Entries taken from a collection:
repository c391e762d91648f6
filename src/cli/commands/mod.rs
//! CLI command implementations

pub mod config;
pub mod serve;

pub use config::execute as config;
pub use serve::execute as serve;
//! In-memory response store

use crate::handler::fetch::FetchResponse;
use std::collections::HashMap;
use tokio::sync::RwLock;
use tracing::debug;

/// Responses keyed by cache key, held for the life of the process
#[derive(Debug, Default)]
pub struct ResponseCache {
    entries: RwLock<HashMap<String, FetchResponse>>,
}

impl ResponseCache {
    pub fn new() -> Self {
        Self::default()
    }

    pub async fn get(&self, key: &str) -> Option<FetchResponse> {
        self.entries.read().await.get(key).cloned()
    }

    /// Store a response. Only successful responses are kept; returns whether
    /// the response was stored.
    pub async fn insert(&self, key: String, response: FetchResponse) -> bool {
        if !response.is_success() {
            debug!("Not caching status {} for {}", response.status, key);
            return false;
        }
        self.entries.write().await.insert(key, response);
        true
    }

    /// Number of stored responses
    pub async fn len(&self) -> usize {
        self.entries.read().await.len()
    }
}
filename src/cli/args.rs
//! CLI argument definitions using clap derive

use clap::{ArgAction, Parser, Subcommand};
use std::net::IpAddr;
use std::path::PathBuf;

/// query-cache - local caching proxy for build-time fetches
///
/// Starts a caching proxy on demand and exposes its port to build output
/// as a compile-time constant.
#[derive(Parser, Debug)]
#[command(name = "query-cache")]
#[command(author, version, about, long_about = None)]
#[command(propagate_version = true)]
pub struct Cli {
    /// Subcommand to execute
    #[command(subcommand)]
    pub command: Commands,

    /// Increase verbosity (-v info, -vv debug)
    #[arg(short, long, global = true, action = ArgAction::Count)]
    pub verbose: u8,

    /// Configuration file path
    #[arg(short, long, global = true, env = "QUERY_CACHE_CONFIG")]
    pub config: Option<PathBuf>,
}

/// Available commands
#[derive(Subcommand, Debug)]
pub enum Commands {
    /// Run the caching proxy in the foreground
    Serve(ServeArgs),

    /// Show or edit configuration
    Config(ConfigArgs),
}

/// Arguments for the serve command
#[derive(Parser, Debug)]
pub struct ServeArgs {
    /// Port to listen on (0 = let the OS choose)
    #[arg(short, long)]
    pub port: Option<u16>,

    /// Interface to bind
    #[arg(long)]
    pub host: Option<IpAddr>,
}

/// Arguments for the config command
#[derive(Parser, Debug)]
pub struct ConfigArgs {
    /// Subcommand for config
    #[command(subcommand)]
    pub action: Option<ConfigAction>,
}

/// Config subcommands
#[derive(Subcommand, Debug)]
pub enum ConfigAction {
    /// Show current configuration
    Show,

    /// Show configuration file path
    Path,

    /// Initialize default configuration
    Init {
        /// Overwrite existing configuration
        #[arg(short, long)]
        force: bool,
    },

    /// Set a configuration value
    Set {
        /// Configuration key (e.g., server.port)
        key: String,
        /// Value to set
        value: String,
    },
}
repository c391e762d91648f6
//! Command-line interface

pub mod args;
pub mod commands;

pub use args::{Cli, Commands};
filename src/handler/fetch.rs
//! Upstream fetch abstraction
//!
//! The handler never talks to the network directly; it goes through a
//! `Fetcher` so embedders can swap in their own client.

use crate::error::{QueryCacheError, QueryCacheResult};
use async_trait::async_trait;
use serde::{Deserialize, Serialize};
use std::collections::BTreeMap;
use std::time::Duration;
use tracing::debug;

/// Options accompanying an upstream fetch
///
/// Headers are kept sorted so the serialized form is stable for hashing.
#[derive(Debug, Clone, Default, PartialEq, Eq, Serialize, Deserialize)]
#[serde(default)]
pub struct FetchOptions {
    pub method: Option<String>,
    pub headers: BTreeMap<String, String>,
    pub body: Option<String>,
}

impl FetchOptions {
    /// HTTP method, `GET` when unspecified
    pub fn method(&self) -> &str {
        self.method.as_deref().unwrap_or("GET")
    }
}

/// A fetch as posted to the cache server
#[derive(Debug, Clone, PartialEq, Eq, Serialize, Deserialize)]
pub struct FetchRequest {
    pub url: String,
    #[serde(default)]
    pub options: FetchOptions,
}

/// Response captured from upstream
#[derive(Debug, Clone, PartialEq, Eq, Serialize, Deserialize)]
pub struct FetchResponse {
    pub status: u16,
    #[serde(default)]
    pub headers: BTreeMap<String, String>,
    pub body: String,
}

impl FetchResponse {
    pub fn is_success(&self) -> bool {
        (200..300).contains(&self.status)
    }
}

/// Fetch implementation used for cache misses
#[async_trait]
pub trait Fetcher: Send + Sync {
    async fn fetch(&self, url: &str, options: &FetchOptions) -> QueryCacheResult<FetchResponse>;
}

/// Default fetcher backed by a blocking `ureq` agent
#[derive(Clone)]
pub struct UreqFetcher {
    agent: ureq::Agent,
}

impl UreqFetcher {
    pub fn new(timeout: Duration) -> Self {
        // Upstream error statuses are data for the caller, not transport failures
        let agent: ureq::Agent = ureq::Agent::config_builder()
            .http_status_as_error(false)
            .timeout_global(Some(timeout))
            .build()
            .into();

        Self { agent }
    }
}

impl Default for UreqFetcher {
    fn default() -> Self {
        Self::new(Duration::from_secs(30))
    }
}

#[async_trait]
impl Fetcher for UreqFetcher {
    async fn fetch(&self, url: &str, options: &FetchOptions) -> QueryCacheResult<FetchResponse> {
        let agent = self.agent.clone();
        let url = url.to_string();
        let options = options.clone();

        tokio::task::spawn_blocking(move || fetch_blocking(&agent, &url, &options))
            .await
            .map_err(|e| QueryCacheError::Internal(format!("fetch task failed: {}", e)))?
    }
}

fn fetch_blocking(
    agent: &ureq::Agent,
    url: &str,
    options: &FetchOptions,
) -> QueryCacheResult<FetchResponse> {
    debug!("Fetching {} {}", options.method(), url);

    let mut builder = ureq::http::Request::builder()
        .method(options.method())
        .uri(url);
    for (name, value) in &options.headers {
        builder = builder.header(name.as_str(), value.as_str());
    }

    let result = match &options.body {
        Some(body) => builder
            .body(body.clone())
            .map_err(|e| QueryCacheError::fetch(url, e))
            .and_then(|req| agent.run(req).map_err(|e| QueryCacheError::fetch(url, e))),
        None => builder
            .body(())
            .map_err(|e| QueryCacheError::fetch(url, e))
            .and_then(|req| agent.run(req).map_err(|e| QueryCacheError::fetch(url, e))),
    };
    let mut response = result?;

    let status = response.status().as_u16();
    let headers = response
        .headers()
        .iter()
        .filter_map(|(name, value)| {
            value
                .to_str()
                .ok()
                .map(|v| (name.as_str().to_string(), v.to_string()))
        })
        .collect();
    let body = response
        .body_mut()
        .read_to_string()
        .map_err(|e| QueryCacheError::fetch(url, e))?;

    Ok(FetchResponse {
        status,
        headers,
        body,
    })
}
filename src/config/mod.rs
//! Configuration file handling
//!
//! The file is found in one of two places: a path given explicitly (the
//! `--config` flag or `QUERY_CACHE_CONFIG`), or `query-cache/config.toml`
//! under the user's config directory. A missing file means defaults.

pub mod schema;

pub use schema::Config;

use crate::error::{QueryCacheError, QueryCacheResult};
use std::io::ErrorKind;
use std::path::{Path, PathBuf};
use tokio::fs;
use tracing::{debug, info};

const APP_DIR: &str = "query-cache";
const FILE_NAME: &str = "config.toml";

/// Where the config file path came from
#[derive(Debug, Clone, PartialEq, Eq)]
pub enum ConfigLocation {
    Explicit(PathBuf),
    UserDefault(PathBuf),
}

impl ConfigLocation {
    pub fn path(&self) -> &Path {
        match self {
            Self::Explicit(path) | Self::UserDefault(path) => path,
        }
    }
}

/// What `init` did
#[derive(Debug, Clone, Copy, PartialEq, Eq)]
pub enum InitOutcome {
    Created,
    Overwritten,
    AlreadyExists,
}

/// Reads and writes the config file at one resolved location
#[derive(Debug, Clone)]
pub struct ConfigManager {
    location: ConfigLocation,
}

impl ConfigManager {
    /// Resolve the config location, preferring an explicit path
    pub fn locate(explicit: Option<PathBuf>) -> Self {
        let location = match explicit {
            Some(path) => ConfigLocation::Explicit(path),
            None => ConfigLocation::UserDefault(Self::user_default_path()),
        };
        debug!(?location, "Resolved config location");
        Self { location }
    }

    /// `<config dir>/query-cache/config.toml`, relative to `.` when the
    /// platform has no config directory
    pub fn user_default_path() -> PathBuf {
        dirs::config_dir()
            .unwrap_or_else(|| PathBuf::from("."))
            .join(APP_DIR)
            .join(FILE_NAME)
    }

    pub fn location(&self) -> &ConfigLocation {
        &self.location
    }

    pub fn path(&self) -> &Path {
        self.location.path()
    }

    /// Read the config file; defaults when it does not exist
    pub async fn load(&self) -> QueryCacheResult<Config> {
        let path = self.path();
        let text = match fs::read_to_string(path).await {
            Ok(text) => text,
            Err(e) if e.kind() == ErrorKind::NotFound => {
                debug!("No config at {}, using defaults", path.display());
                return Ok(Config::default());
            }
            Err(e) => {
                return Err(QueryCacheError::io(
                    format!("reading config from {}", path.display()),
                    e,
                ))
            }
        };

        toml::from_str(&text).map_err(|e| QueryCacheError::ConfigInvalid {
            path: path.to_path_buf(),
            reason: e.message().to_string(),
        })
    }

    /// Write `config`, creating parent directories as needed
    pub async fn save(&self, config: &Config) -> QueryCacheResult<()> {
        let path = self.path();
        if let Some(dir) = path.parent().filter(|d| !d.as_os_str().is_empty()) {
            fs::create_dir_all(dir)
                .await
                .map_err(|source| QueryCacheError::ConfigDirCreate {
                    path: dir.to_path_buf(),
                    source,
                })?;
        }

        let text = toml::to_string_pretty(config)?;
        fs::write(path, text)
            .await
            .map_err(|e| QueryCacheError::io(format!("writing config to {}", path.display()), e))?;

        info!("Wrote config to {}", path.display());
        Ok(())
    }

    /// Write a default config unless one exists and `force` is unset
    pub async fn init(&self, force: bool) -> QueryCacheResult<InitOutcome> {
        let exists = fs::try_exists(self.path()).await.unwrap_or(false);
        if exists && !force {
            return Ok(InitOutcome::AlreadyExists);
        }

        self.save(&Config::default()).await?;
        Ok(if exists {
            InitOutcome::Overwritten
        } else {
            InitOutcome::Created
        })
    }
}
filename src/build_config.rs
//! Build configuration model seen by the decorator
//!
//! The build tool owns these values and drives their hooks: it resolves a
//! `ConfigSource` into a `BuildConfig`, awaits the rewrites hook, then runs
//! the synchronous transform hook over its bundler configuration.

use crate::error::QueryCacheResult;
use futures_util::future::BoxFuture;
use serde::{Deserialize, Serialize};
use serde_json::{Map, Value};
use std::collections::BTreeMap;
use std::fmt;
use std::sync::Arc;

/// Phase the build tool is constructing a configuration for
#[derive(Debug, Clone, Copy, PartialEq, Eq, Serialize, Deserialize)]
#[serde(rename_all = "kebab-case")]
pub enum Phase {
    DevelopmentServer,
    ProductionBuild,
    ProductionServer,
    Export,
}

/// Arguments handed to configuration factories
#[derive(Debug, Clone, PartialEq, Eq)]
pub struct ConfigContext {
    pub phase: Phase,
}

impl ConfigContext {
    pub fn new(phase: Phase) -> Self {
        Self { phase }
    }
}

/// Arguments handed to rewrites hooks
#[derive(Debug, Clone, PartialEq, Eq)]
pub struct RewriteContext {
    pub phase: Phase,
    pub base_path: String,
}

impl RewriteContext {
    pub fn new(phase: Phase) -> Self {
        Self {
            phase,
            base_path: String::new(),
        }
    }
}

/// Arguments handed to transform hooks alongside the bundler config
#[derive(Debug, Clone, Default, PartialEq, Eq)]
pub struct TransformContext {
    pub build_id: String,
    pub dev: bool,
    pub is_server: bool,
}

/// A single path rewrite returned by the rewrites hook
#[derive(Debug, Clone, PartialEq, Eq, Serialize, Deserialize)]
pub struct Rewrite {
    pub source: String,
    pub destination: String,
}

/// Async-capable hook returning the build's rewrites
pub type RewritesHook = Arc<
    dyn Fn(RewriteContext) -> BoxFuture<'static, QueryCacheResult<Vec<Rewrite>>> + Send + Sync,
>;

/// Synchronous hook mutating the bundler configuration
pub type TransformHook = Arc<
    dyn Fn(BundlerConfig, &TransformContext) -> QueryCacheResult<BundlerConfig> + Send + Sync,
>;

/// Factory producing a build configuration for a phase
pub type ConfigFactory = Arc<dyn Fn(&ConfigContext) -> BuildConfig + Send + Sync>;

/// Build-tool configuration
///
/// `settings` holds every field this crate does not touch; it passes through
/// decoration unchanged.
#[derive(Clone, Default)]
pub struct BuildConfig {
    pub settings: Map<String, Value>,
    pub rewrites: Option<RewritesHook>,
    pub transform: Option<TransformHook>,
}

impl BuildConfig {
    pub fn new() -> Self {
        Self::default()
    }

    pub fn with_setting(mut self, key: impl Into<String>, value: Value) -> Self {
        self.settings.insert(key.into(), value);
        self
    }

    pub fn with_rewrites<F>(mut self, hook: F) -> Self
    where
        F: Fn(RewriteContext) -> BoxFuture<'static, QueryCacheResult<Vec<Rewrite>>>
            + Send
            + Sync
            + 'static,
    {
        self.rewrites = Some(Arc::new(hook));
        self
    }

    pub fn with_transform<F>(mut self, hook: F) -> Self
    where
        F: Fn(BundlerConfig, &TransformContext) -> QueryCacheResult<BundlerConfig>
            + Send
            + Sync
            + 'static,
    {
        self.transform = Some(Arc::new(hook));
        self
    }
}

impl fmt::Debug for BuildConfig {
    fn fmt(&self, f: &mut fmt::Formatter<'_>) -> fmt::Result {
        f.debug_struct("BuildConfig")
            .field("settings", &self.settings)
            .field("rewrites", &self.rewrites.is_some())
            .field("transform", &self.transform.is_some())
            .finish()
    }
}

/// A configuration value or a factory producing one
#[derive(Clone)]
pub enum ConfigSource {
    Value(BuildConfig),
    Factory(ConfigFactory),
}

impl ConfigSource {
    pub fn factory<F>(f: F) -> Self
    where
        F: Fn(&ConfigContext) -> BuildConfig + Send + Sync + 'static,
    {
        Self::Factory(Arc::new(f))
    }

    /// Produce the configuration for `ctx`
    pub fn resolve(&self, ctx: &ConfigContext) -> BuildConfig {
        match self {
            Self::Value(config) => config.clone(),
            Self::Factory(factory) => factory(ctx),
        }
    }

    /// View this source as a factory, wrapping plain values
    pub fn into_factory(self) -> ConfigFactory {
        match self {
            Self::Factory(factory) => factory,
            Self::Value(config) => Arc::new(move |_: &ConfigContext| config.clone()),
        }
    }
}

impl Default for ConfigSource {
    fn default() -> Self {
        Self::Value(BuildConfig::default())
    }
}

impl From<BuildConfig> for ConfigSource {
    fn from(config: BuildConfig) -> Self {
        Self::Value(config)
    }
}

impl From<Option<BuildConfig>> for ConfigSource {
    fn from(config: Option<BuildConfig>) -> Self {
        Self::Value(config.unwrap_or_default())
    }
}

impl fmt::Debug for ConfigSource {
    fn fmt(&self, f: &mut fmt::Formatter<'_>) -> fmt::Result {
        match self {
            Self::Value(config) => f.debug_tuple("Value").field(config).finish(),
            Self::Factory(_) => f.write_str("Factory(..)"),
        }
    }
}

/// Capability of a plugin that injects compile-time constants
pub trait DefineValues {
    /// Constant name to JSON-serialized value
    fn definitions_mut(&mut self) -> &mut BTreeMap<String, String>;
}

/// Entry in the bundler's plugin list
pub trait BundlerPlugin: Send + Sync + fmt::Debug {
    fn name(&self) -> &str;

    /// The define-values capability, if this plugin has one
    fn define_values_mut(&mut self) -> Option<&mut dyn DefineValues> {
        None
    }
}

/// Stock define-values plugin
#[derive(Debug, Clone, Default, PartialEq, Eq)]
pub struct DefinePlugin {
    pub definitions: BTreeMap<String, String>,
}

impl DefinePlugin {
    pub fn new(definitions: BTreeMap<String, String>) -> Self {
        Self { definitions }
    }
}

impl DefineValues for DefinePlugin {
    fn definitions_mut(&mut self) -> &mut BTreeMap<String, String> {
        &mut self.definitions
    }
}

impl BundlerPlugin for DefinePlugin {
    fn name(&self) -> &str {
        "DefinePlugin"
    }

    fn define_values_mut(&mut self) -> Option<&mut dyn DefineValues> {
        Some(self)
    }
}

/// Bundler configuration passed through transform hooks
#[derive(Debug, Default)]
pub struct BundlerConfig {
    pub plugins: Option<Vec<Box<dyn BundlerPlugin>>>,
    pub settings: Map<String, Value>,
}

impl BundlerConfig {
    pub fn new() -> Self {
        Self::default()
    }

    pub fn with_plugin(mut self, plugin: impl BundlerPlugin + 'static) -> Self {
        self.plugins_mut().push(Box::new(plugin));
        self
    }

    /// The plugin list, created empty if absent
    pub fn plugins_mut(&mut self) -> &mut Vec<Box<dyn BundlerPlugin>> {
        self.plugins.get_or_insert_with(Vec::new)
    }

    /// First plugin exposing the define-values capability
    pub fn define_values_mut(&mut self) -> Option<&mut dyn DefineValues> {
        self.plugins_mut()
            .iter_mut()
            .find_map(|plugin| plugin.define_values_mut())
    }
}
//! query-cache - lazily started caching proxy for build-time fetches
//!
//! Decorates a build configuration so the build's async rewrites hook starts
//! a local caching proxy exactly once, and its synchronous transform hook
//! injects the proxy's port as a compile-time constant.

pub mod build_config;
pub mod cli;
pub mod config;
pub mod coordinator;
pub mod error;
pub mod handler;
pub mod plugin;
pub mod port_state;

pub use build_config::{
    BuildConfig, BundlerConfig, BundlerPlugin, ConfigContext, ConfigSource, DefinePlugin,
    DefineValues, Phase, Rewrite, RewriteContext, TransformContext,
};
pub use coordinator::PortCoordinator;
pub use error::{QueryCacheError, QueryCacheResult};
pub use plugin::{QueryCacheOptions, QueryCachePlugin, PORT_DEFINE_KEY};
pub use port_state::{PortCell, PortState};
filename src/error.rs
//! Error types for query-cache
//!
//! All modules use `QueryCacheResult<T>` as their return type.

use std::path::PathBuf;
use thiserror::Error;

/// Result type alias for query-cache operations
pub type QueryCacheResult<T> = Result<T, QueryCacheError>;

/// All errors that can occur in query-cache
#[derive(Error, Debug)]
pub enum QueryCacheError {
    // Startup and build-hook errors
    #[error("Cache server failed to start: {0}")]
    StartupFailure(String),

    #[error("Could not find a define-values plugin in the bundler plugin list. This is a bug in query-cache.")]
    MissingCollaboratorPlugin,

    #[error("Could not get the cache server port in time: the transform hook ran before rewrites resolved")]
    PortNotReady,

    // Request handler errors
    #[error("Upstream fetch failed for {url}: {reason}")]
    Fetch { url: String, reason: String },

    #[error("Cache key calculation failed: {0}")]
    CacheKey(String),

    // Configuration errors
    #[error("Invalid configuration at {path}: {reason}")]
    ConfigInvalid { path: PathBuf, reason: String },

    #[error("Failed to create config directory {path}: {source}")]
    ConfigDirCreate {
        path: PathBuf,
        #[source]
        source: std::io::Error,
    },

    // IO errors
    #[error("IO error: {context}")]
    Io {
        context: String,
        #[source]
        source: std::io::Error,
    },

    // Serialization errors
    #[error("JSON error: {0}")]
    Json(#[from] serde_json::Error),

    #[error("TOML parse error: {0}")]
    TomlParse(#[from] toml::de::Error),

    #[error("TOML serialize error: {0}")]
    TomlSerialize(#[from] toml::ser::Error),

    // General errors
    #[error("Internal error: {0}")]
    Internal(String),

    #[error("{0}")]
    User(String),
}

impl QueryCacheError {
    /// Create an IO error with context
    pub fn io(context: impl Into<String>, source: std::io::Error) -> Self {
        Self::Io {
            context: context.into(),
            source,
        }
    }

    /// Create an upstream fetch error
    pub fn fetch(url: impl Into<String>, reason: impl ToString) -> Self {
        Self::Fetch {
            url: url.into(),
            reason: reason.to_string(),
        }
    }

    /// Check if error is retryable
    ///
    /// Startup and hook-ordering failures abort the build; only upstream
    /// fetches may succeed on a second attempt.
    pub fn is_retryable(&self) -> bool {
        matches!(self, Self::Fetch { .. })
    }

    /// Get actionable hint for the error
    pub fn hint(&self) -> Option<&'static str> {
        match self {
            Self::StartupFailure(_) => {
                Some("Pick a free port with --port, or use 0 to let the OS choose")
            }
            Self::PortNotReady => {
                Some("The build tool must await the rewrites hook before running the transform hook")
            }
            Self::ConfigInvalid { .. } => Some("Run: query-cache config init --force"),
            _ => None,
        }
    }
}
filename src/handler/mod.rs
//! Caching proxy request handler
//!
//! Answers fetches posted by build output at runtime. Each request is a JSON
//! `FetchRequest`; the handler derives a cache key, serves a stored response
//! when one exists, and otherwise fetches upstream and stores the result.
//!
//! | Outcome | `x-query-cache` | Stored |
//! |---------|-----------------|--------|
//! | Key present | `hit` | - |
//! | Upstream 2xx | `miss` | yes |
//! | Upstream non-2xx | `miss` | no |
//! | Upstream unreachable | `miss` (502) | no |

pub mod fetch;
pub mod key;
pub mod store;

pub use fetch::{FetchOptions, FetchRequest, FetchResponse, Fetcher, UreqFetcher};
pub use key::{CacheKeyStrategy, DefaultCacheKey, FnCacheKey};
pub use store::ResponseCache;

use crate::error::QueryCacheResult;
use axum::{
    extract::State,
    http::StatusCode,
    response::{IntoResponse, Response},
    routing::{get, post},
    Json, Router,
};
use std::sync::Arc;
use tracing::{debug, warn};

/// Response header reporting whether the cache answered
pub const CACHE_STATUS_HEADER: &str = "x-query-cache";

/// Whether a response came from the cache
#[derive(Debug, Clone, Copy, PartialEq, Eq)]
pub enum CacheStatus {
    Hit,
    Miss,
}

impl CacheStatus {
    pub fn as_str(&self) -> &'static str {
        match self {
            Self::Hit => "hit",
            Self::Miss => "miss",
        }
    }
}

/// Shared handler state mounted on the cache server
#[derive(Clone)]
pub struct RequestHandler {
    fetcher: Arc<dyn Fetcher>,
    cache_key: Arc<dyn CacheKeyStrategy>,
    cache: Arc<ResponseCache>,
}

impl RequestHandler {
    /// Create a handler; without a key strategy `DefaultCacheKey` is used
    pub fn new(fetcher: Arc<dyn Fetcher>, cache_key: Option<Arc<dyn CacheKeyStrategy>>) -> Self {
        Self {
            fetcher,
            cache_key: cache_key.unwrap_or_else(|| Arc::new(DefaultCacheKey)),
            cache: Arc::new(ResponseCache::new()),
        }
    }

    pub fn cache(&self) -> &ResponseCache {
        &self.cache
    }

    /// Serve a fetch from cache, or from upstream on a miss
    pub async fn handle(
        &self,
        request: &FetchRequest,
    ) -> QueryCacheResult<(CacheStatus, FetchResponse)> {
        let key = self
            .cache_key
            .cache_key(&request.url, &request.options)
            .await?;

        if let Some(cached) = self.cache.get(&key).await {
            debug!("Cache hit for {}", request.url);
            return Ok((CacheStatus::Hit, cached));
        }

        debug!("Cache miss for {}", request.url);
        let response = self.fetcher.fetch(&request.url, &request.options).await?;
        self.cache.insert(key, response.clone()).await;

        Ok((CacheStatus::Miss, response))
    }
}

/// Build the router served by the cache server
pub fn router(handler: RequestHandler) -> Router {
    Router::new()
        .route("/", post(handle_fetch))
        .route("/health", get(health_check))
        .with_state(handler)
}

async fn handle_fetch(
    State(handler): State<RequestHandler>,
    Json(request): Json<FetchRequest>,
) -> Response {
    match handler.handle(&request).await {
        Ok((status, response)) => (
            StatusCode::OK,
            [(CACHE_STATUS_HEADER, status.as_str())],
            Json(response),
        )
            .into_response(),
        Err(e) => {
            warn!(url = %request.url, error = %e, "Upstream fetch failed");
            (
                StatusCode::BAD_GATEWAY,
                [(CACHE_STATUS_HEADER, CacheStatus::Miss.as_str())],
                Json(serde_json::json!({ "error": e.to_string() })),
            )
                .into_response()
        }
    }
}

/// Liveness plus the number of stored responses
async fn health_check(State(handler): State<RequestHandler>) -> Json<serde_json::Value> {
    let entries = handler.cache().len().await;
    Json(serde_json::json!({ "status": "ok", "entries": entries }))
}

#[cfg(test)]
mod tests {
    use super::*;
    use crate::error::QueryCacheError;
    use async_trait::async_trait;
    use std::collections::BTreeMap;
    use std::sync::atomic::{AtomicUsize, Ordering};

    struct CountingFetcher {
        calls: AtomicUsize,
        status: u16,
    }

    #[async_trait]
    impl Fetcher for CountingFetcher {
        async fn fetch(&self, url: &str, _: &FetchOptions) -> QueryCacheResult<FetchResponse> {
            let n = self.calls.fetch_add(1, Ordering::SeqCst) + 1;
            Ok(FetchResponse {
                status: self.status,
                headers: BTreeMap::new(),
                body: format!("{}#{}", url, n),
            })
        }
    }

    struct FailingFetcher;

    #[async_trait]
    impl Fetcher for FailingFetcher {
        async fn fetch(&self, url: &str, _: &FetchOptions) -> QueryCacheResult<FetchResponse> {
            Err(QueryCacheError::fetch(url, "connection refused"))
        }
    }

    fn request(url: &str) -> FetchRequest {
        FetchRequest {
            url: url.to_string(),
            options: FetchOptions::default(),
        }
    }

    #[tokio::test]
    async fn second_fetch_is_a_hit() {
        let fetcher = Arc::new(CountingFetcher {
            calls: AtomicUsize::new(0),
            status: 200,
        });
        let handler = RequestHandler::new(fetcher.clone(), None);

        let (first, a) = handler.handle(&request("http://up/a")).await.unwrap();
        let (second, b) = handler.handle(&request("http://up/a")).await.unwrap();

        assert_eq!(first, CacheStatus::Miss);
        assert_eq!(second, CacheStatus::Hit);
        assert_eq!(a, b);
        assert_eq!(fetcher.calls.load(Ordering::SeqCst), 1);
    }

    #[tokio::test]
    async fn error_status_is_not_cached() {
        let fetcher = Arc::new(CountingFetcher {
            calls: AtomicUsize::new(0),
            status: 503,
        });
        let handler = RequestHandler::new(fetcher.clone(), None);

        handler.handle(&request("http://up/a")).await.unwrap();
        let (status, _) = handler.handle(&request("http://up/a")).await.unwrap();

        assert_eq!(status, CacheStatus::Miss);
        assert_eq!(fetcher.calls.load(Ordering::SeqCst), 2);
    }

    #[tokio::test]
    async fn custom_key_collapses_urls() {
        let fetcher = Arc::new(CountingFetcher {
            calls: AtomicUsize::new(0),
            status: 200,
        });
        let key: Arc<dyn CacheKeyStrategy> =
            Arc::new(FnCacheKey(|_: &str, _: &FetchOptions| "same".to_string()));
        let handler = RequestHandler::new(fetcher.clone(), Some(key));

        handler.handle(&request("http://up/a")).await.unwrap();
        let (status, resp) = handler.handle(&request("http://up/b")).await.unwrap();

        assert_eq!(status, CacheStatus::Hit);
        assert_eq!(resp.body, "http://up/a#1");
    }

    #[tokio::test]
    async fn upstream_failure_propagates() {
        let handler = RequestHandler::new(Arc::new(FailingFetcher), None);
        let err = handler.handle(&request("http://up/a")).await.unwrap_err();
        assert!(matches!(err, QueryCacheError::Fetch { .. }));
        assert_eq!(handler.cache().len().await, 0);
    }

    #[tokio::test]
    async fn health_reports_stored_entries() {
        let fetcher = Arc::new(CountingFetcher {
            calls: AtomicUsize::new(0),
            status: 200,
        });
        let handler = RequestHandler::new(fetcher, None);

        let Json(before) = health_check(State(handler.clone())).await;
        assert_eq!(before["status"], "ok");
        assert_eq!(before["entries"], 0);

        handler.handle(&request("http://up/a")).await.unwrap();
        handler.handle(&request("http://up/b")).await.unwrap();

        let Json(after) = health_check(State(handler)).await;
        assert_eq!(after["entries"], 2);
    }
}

PROBLEM TO SOLVE:
The line containing "#[command(author, version, about, long_about" marks the end. Please print exactly every line from the top of the data to it, both included, and nothing more.

EXERCISE OUTPUT:
repository c391e762d91648f6
filename src/cli/commands/mod.rs
//! CLI command implementations

pub mod config;
pub mod serve;

pub use config::execute as config;
pub use serve::execute as serve;
//! In-memory response store

use crate::handler::fetch::FetchResponse;
use std::collections::HashMap;
use tokio::sync::RwLock;
use tracing::debug;

/// Responses keyed by cache key, held for the life of the process
#[derive(Debug, Default)]
pub struct ResponseCache {
    entries: RwLock<HashMap<String, FetchResponse>>,
}

impl ResponseCache {
    pub fn new() -> Self {
        Self::default()
    }

    pub async fn get(&self, key: &str) -> Option<FetchResponse> {
        self.entries.read().await.get(key).cloned()
    }

    /// Store a response. Only successful responses are kept; returns whether
    /// the response was stored.
    pub async fn insert(&self, key: String, response: FetchResponse) -> bool {
        if !response.is_success() {
            debug!("Not caching status {} for {}", response.status, key);
            return false;
        }
        self.entries.write().await.insert(key, response);
        true
    }

    /// Number of stored responses
    pub async fn len(&self) -> usize {
        self.entries.read().await.len()
    }
}
filename src/cli/args.rs
//! CLI argument definitions using clap derive

use clap::{ArgAction, Parser, Subcommand};
use std::net::IpAddr;
use std::path::PathBuf;

/// query-cache - local caching proxy for build-time fetches
///
/// Starts a caching proxy on demand and exposes its port to build output
/// as a compile-time constant.
#[derive(Parser, Debug)]
#[command(name = "query-cache")]
#[command(author, version, about, long_about = None)]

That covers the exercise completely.